TASK GOAL: Restate the data below word for word, leaving nothing out.

STORED DATA:
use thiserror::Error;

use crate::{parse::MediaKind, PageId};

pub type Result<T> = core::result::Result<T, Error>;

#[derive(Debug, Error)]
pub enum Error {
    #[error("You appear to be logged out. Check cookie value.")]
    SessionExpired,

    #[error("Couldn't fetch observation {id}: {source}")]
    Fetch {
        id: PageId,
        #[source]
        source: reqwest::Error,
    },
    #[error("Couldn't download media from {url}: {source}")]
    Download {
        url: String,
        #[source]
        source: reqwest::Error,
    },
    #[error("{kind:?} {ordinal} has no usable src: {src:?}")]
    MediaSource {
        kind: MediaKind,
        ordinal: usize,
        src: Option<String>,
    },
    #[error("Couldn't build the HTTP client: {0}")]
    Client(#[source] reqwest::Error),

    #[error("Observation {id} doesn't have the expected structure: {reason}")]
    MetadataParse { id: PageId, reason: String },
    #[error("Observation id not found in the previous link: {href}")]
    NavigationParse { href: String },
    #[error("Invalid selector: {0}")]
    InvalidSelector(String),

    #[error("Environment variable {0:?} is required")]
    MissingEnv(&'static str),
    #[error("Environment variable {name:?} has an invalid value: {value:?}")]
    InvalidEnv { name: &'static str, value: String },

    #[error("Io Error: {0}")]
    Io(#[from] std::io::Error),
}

REPLY TO THE EXERCISE:
use thiserror::Error;

use crate::{parse::MediaKind, PageId};

pub type Result<T> = core::result::Result<T, Error>;

#[derive(Debug, Error)]
pub enum Error {
    #[error("You appear to be logged out. Check cookie value.")]
    SessionExpired,

    #[error("Couldn't fetch observation {id}: {source}")]
    Fetch {
        id: PageId,
        #[source]
        source: reqwest::Error,
    },
    #[error("Couldn't download media from {url}: {source}")]
    Download {
        url: String,
        #[source]
        source: reqwest::Error,
    },
    #[error("{kind:?} {ordinal} has no usable src: {src:?}")]
    MediaSource {
        kind: MediaKind,
        ordinal: usize,
        src: Option<String>,
    },
    #[error("Couldn't build the HTTP client: {0}")]
    Client(#[source] reqwest::Error),

    #[error("Observation {id} doesn't have the expected structure: {reason}")]
    MetadataParse { id: PageId, reason: String },
    #[error("Observation id not found in the previous link: {href}")]
    NavigationParse { href: String },
    #[error("Invalid selector: {0}")]
    InvalidSelector(String),

    #[error("Environment variable {0:?} is required")]
    MissingEnv(&'static str),
    #[error("Environment variable {name:?} has an invalid value: {value:?}")]
    InvalidEnv { name: &'static str, value: String },

    #[error("Io Error: {0}")]
    Io(#[from] std::io::Error),
}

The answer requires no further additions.